La historia de Millonarios está inevitablemente ligada a grandes nombres del fútbol argentino. Alfredo Di Stéfano, Adolfo Pedernera, Néstor Raúl Rossi, Julio Cozzi, Amadeo Carrizo, Alfredo Castillo y un largo etcétera son más que parte de la historia del 'Embajador': se convirtieron en cimientos de su éxito nacional y renombre internacional que incluso lo llevó a ser considerado el mejor equipo del mundo, a mediados del siglo XX.
A esos nombres se sumaron otros como los de Alejandro Barberón, Alberto Vivalda y Marcelo Trobbiani, artífices de victorias y más títulos. Uno de los que todavía resuenan es el de Juan Gilberto Funes, el 'Búfalo de San Luis', quien no solo impregnó a la hinchada de la década de los 80 con el recuerdo de sus goles, sino que se convirtió en leyenda por su muerte temprana, con solo 28 años de edad.
Sin embargo, inevitablemente hay que recordar que el equipo decayó entre finales de los años 90 y principios del nuevo milenio. En ese proceso de declive también hubo quien dejó huella: Ricardo Lunari, en solo un año, también se convirtió en ídolo del equipo capitalino que resultaría subcampeón en 1996.
De ahí en adelante la historia fue muy diferente para los gauchos que se vistieron de azul y blanco en Bogotá.
Contreras, ¿el mejor argentino de Millonarios en lo que va del siglo XXI?
El siglo XXI no ha sido del todo amable con los hinchas de Millonarios. Aunque el club rompió con su sequía de títulos de más de dos décadas, los campeonatos han sido demasiado esporádicos y no ha podido consolidar una supremacía traducida en trofeos. El 2025 fue uno de los peores en muchos años, en gran parte por la pésima campaña de fichajes del segundo semestre.
Pero esto no es nada nuevo. Los errores en la confección de sus nóminas han sido una constante a lo largo de los últimos años. La primera década de los 2000 el equipo se sumió en la peor crisis institucional de su historia, lo cual le impidió hacer contrataciones consecuentes con su historia. En el camino desfilaron jugadores que ilusionaron por sus nombres, pero defraudaron con su rendimiento.

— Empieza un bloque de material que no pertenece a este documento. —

//! scripture-qa answer composition
//!
//! Turns a conversation into a grounded, streamed answer:
//! - Query rewriting and expansion (best-effort stages)
//! - Context assembly over the ranked passages
//! - The event-stream protocol, its relay and its consumer
//! - `AnswerPipeline`, which wires these to the retrieval crate

pub mod context_assembler;
pub mod conversation;
pub mod pipeline;
pub mod query_expander;
pub mod query_rewriter;
pub mod stage;
pub mod stream;

pub use context_assembler::{AssembledPrompt, ContextAssembler};
pub use conversation::Conversation;
pub use pipeline::{AnswerPipeline, EmptyAnswer, PipelineOutcome};
pub use query_expander::QueryExpander;
pub use query_rewriter::QueryRewriter;
pub use stage::StageOutcome;
pub use stream::{AnswerType, StreamEvent};
//! Multi-leg retrieval
//!
//! Provides two retrieval layouts:
//! - Hybrid: two vector legs (search and expanded embeddings) plus a keyword leg
//! - Vector: a single vector leg over the search embedding
//!
//! Retrievers return a `CandidatePool`; `ResultMerger` ranks, deduplicates and
//! bounds it into a `RankedContext`.

mod hybrid;
mod keyword;
mod merge;
mod vector;

pub use hybrid::HybridRetriever;
pub use keyword::{KeywordExtractor, KeywordSearch};
pub use merge::{RankedContext, ResultMerger};
pub use vector::{merge_vector_results, VectorRetriever, VectorSearch};

use scripture_qa_common::config::RetrievalMode;
use scripture_qa_common::errors::Result;
use scripture_qa_common::DocumentRecord;

/// Inputs shared by every leg of one retrieval
#[derive(Debug, Clone)]
pub struct RetrievalRequest {
    /// Standalone query used for keyword matching
    pub search_query: String,

    /// Embedding of the search query
    pub search_embedding: Vec<f32>,

    /// Embedding of the expanded query; `None` when it equals the search query
    pub expanded_embedding: Option<Vec<f32>>,
}

/// A retrieval leg, for logging and failure accounting
#[derive(Debug, Clone, Copy, PartialEq, Eq)]
pub enum RetrievalLeg {
    SearchVector,
    ExpandedVector,
    Keyword,
}

impl RetrievalLeg {
    pub fn as_str(&self) -> &'static str {
        match self {
            RetrievalLeg::SearchVector => "search_vector",
            RetrievalLeg::ExpandedVector => "expanded_vector",
            RetrievalLeg::Keyword => "keyword",
        }
    }
}

/// Unranked results of all legs
#[derive(Debug, Default)]
pub struct CandidatePool {
    /// Vector hits, already merged across embeddings
    pub vector: Vec<DocumentRecord>,

    /// Keyword hits in phrase-then-AND order
    pub keyword: Vec<DocumentRecord>,

    /// Legs that failed and contributed nothing
    pub failed_legs: Vec<RetrievalLeg>,
}

impl CandidatePool {
    pub fn len(&self) -> usize {
        self.vector.len() + self.keyword.len()
    }

    pub fn is_empty(&self) -> bool {
        self.len() == 0
    }
}

/// Common trait for retrieval layouts
#[async_trait::async_trait]
pub trait Retriever: Send + Sync {
    /// Run every leg and collect their results
    async fn retrieve(&self, request: &RetrievalRequest) -> Result<CandidatePool>;

    /// Get the retrieval mode
    fn mode(&self) -> RetrievalMode;
}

Entre los argentinos se recuerdan apellidos rimbombantes como Imboden, Perezlindo y Argüello, con poquísimo éxito. Quizá el único que sacó la cara por la bandera argentina fue Gabriel Fernández, volante creativo que parecía jugar solo en un equipo repleto de juveniles. Íngrimo, anotaba de tiro libre, armaba juego con los talentos que se animaban a servirle paredes y hasta se inspiraban cuando recibían pases geniales al vacío. Pero era tan poco lo que Millonarios podía ofrecer, que nunca consiguió ganar nada.
Después, Millonarios pareció acertar con el talento Hugo Morales, que venía de una gran campaña en Nacional. Sin embargo, dejó el equipo a mitad de temporada sin apenas haber mostrado algo de sus dotes. Luego volvió la caravana de apellidos extraños sin éxito: Sangoy, Prediger, Cochas, Astudillo, Marinelli, Boyero y Urbano, entre otros.

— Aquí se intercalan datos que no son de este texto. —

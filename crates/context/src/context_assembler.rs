//! Context assembly
//!
//! Turns a ranked context into the message sequence for answer generation:
//! - the fixed system instruction
//! - prior conversation turns, verbatim
//! - a final user turn with the passages and the literal question
//!
//! Also derives the source list sent to the client, one entry per title.

use scripture_qa_common::{ChatMessage, SourceCitation};
use scripture_qa_search::RankedContext;
use std::collections::HashSet;

/// Persona, grounding rules and the trailer format parsed by the stream relay
pub const SYSTEM_PROMPT: &str = "You are Baba GPT, a respectful, knowledgeable assistant that answers \
questions based EXCLUSIVELY on the writings and teachings of Sri Sri Anandamurti (Baba).

CRITICAL RULES:
1. Prioritize using the provided context passages to answer. Use Baba's own words and phrasing wherever possible.
2. If the provided passages directly address the question, answer using them and cite the sources.
3. If the passages do NOT directly answer the question but contain related teachings, clearly state: \
\"**There is no direct passage addressing this exact question in the retrieved texts.** However, based on \
Baba's related teachings, we can infer the following:\" and then provide a thoughtful inference grounded in \
the available evidence and Baba's broader philosophical framework.
4. Always be transparent about what is a direct quote/teaching vs. what is your inference based on his broader philosophy.
5. Respond in a calm, reverent tone that honors Baba's stature as a spiritual teacher.
6. Format your response clearly. Use bold for key concepts, quotes in blockquotes, and numbered/bulleted lists for clarity.
7. After the answer, on its own line, classify it as exactly one of:
   ANSWER_TYPE: DIRECT (the passages directly address the question)
   ANSWER_TYPE: INFERRED (the answer is inferred from related teachings)
8. At the end of your response, list the sources in this exact format:
   SOURCES:
   - [Title] — [Reference/Section]

Keep answers focused, clear, and grounded in the teachings.";

const PASSAGE_SEPARATOR: &str = "\n\n---\n\n";

/// Everything needed to start generation and open the client stream
#[derive(Debug, Clone, PartialEq)]
pub struct AssembledPrompt {
    pub messages: Vec<ChatMessage>,
    pub sources: Vec<SourceCitation>,
    pub top_similarity: f64,
}

/// Builds generation prompts from ranked passages
#[derive(Debug, Clone)]
pub struct ContextAssembler {
    system_prompt: String,
}

impl Default for ContextAssembler {
    fn default() -> Self {
        Self::new(SYSTEM_PROMPT)
    }
}

impl ContextAssembler {
    pub fn new(system_prompt: impl Into<String>) -> Self {
        Self {
            system_prompt: system_prompt.into(),
        }
    }

    /// `question` must be the user's literal question, not the rewritten query
    pub fn assemble(
        &self,
        context: &RankedContext,
        prior: &[ChatMessage],
        question: &str,
    ) -> AssembledPrompt {
        let mut messages = Vec::with_capacity(prior.len() + 2);
        messages.push(ChatMessage::system(self.system_prompt.clone()));
        messages.extend(prior.iter().cloned());
        messages.push(ChatMessage::user(format!(
            "Context passages from Baba's writings:\n\n{}\n\n---\n\nUser question: {}",
            format_passages(context),
            question
        )));

        AssembledPrompt {
            messages,
            sources: collect_sources(context),
            top_similarity: context.top_similarity(),
        }
    }
}

/// Numbered passage blocks joined by a rule
pub fn format_passages(context: &RankedContext) -> String {
    context
        .iter()
        .enumerate()
        .map(|(i, doc)| {
            let reference = match doc.doc_id.as_deref() {
                Some(r) if !r.is_empty() => format!(", Reference: {}", r),
                _ => String::new(),
            };
            format!(
                "[Passage {}] (Source: {}{}, Similarity: {:.3})\n{}",
                i + 1,
                doc.title,
                reference,
                doc.score(),
                doc.content
            )
        })
        .collect::<Vec<_>>()
        .join(PASSAGE_SEPARATOR)
}

/// One citation per title; the first occurrence's reference wins
pub fn collect_sources(context: &RankedContext) -> Vec<SourceCitation> {
    let mut seen = HashSet::new();
    context
        .iter()
        .filter(|doc| seen.insert(doc.title.as_str()))
        .map(|doc| doc.citation())
        .collect()
}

Maximiliano Núñez fue una de las pocas excepciones, con desborde, creatividad y algunos goles, pero tampoco levantó trofeo alguno. Fue él quien precedió a otros jugadores de buen recorrido en su país, pero en el ocaso de sus carreras: Federico Insúa y Gabriel Hauche tampoco consiguieron convencer más que por algunos destellos. Esa escasa figuración argentina parecía quebrarse con Santiago Giordana, que siempre demostró la garra y el corazón necesarios para encantar a los seguidores azules, pero la falta de victorias y otros factores han menguado esa posibilidad.

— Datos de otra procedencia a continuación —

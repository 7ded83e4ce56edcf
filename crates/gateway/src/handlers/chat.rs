//! Chat handler

use axum::{
    body::Body,
    extract::{rejection::JsonRejection, State},
    http::header,
    response::{IntoResponse, Response},
    Json,
};
use serde::Deserialize;
use validator::Validate;

use crate::AppState;
use scripture_qa_common::{
    errors::{AppError, Result},
    metrics::RequestMetrics,
    ChatMessage,
};
use scripture_qa_context::{Conversation, PipelineOutcome};

/// Chat request; `query` or the last message supplies the question
#[derive(Debug, Deserialize, Validate)]
pub struct ChatRequest {
    /// A blank query defers to the last message
    #[serde(default)]
    #[validate(length(max = 2000))]
    pub query: Option<String>,

    /// Conversation so far, latest turn last
    #[serde(default)]
    #[validate(length(max = 50))]
    pub messages: Vec<ChatMessage>,
}

/// Answer a question as an event stream, or as JSON when nothing matched
pub async fn chat(
    State(state): State<AppState>,
    payload: std::result::Result<Json<ChatRequest>, JsonRejection>,
) -> Response {
    let metrics = RequestMetrics::start("POST", "/v2/chat");

    let response = match respond(&state, payload).await {
        Ok(response) => response,
        Err(e) => e.into_response(),
    };

    metrics.finish(response.status().as_u16());
    response
}

async fn respond(
    state: &AppState,
    payload: std::result::Result<Json<ChatRequest>, JsonRejection>,
) -> Result<Response> {
    let Json(request) = payload.map_err(|e| AppError::InvalidFormat {
        message: e.body_text(),
    })?;

    request.validate().map_err(|e| AppError::Validation {
        message: e.to_string(),
        field: None,
    })?;

    let conversation = Conversation::from_request(request.query.as_deref(), &request.messages)
        .map_err(|_| AppError::Validation {
            message: "No query provided".to_string(),
            field: Some("query".to_string()),
        })?;

    tracing::info!(
        question_chars = conversation.question.chars().count(),
        turns = conversation.turn_count(),
        "Chat request"
    );

    match state.pipeline.answer(&conversation).await? {
        PipelineOutcome::Empty(empty) => Ok(Json(empty).into_response()),
        PipelineOutcome::Stream(stream) => Response::builder()
            .header(header::CONTENT_TYPE, "text/event-stream")
            .header(header::CACHE_CONTROL, "no-cache")
            .body(Body::from_stream(stream))
            .map_err(|e| AppError::Internal {
                message: format!("Failed to build stream response: {}", e),
            }),
    }
}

Bajo ese panorama, hasta ahora árido y agridulce, surgió Rodrigo Contreras. El de San Miguel de Tucumán ya luce como una de las mejores incorporaciones en lo poco que va del año, incluso en todo el país. Aun en el fatal arranque de torneo con Hernán Torres se notaba que el argentino era diferente, creaba opciones por sí solo, propició un gol y anotó dos más en un momento en el que nadie parecía hallarse en el campo. Su consagración definitiva fue en Medellín este miércoles, anotando dos de los 3 goles azules a Nacional, y propiciando el penal del tercero.
Con 5 goles en solo 8 partidos ya superó a los de la mayoría de sus antecesores. Está a 4 de Giordana, que lleva ya tiempo en la institución, por lo que los números lo avalan y el tiempo que le queda pinta auspicioso. La hinchada está feliz con él, pero solo esperan que no resulte tan fugaz como dos de los tres argentinos que inspiraron esta nota, que duraron muy poco en el equipo, aunque dejaran una huella imborrable en sus seguidores.